Galicia atesora mitos y leyendas que superan el ambiente tenebroso de las novelas de Stephen King. En la tierra que no niega la existencia de la Santa Compaña, las almas que vagan sin amparo, o el lobishome, se combate el miedo a lo esotérico con cruceiros y petos de ánimas, pero también con manías, ajos y velas. Cada 29 de julio, en Santa Marta de Ribarteme (As Neves, Pontevedra), se celebra una manifestación extraordinaria que saca de la iglesia, en procesión, ataúdes en fila. Los fieles dan gracias a la patrona por su favor para superar una grave enfermedad, figurando el tránsito al cementerio como si fueran cadáveres. Es el rito de Os mortos vivos, con raíces en la Edad Media, y quienes portan a los supuestos difuntos son familiares, amigos o vecinos.

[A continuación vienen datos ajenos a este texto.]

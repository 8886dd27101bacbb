//! Reactive behavior tree engine.
//!
//! A tree of composable behaviors re-evaluated ("ticked") at a fixed
//! cadence to decide, on every cycle, which action branch is currently
//! authoritative. The engine is built around three rules:
//!
//! - **Statuses propagate bottom-up**: every node resolves each tick to
//!   [`Status::Running`], [`Status::Success`] or [`Status::Failure`], and
//!   composites aggregate those under their policy.
//! - **Control propagates top-down**: a [`Selector`] re-scans from its
//!   highest-priority child every tick, so a condition becoming true
//!   preempts a running lower-priority branch the same cycle.
//! - **Cancellation is cooperative and explicit**: a node abandoned while
//!   running is stopped via its `terminate` hook, which is where in-flight
//!   external goals get cancelled.
//!
//! A single logical thread drives the whole tree; the [`Parallel`]
//! composite aggregates statuses, it does not execute children
//! concurrently. Asynchronous inputs reach the tree through the shared
//! [`Blackboard`], and long-running external operations are bridged by
//! [`ActionClient`] over the [`GoalClient`] capability.
//!
//! # Architecture
//!
//! - [`Behavior`]: lifecycle contract for all nodes (setup / initialise /
//!   update / terminate)
//! - [`Status`]: per-tick result
//! - Composites: [`Sequence`], [`Selector`], [`Parallel`]
//! - Decorator: [`Remap`] with an explicit status remap table
//! - Leaves: [`CheckBlackboardVariable`], [`ActionClient`], [`Idle`],
//!   [`Timer`]
//! - [`BehaviorTree`]: fixed-period driver with orderly shutdown

pub mod action;
pub mod behavior;
pub mod blackboard;
pub mod builder;
pub mod composite;
pub mod condition;
pub mod decorator;
pub mod error;
pub mod leaves;
pub mod status;
pub mod tree;

#[cfg(test)]
pub(crate) mod testing;

// Re-export core types for ergonomic API
pub use action::{ActionClient, GoalClient, GoalId, GoalState};
pub use behavior::Behavior;
pub use blackboard::{Blackboard, Key};
pub use composite::{Parallel, ParallelPolicy, Selector, Sequence};
pub use condition::CheckBlackboardVariable;
pub use decorator::{Remap, RemapTable};
pub use error::{BlackboardError, SetupError};
pub use leaves::{Idle, Timer};
pub use status::Status;
pub use tree::{BehaviorTree, ShutdownHandle};
//! Scout runtime configuration.
use std::env;
use std::str::FromStr;

/// Configuration for the tick loop and the simulated hardware.
#[derive(Clone, Debug)]
pub struct ScoutConfig {
    /// Tick period in milliseconds.
    pub tick_period_ms: u64,
    /// One-time tree setup timeout in seconds.
    pub setup_timeout_secs: u64,
    /// Battery percentage below which the low-battery warning fires.
    pub battery_threshold: f64,
    /// How long a simulated rotation takes, in milliseconds.
    pub rotate_duration_ms: u64,
    /// Celebration pause after a completed scan, in seconds.
    pub pause_secs: u64,
}

impl Default for ScoutConfig {
    fn default() -> Self {
        Self {
            tick_period_ms: 500,
            setup_timeout_secs: 15,
            battery_threshold: 30.0,
            rotate_duration_ms: 5000,
            pause_secs: 3,
        }
    }
}

impl ScoutConfig {
    /// Construct configuration from process environment variables.
    ///
    /// Environment variables:
    /// - `SCOUT_TICK_PERIOD_MS` - Tick period (default: 500)
    /// - `SCOUT_SETUP_TIMEOUT_SECS` - Setup timeout (default: 15)
    /// - `SCOUT_BATTERY_THRESHOLD` - Low battery threshold (default: 30.0)
    /// - `SCOUT_ROTATE_DURATION_MS` - Simulated rotation length (default: 5000)
    /// - `SCOUT_PAUSE_SECS` - Post-scan celebration pause (default: 3)
    pub fn from_env() -> Self {
        let mut config = Self::default();

        if let Some(period) = read_env::<u64>("SCOUT_TICK_PERIOD_MS") {
            config.tick_period_ms = period.max(1);
        }
        if let Some(timeout) = read_env::<u64>("SCOUT_SETUP_TIMEOUT_SECS") {
            config.setup_timeout_secs = timeout.max(1);
        }
        if let Some(threshold) = read_env::<f64>("SCOUT_BATTERY_THRESHOLD") {
            config.battery_threshold = threshold;
        }
        if let Some(duration) = read_env::<u64>("SCOUT_ROTATE_DURATION_MS") {
            config.rotate_duration_ms = duration;
        }
        if let Some(pause) = read_env::<u64>("SCOUT_PAUSE_SECS") {
            config.pause_secs = pause;
        }

        config
    }
}

fn read_env<T: FromStr>(key: &str) -> Option<T> {
    env::var(key).ok()?.trim().parse().ok()
}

El enterramiento en un país que envejece y apenas ve nacimientos representa una próspera industria que, poco a poco, se renueva. Las tradiciones, férreas y casi inamovibles, también se han acompasado a los tiempos. Los muertos ya no se pueden despedir, como sucedía siempre, en los hogares, donde los deudos se desatendían del trance para centrarse en las visitas, ofreciéndoles hospitalidad, también en esas circunstancias, tal y como la entendían: conversación, café, asientos cómodos, bebidas y comida. De un tiempo a esta parte los tanatorios campan por todo el territorio y son obras demandadas que dan votos, aunque sean lugares a los que nadie quiere ir.

Me encantaría un lugar en los funerales gallegos para decir adiós como en Nueva Orleans, donde la vida se sitúa al nivel de la muerte. El acompañamiento afligido al cementerio se transforma en baile y alborozo de regreso a la ciudad, cuando el swing embarga por un instante la melancolía y la tristeza.

La norma son las despedidas dolorosas, donde los niños que entierran a un abuelo ven llorar a sus padres por primera vez, donde los intérpretes rectos del evangelio miden el balance entre vida ejemplar y pecado. En el cementerio ourensano de San Francisco, un Bien de Interés Cultural que se erige como una atalaya en una colina de la ciudad, hay un grabado en la puerta que reza: “El término de la vida aquí lo veis, el destino del alma según obréis”.

Prefiero las despedidas que evitan el trauma y convocan los recuerdos de un tiempo mejor y las sonrisas, en honor a quien se ha ido. Ha ocurrido recientemente en Galicia, quién lo diría, en dos ocasiones. En Vigo, familiares y amigos de Alicia Jones, brindaron por ella entre anédcotas y bromas, tras acudir a la llamada de una esquela en Faro de Vigo que invitaba a decirle adiós tomando “la vino y el tortilla”. La frase estaba escrita con toda la intención para reflejar cómo era esta docente galesa que durante más de medio siglo vivió en la ciudad pontevedresa. “No se esforzó porque era muy pasota. Confundía mucho los artículos y quisimos hacerle ese guiño”, dijo al periódico su hija Julie. Si existe el más allá, seguro que Fruty saludó desde ese otro lado un deseo cumplido. Tal y como quería, sus amigos y familiares lo despidieron brindando en la cervecería donde paraba casi a diario. Quizá en la tierra donde la muerte es superstición, miedo y mito, diremos cada vez con más frecuencia, con la alegría posible: ¡Hasta siempre!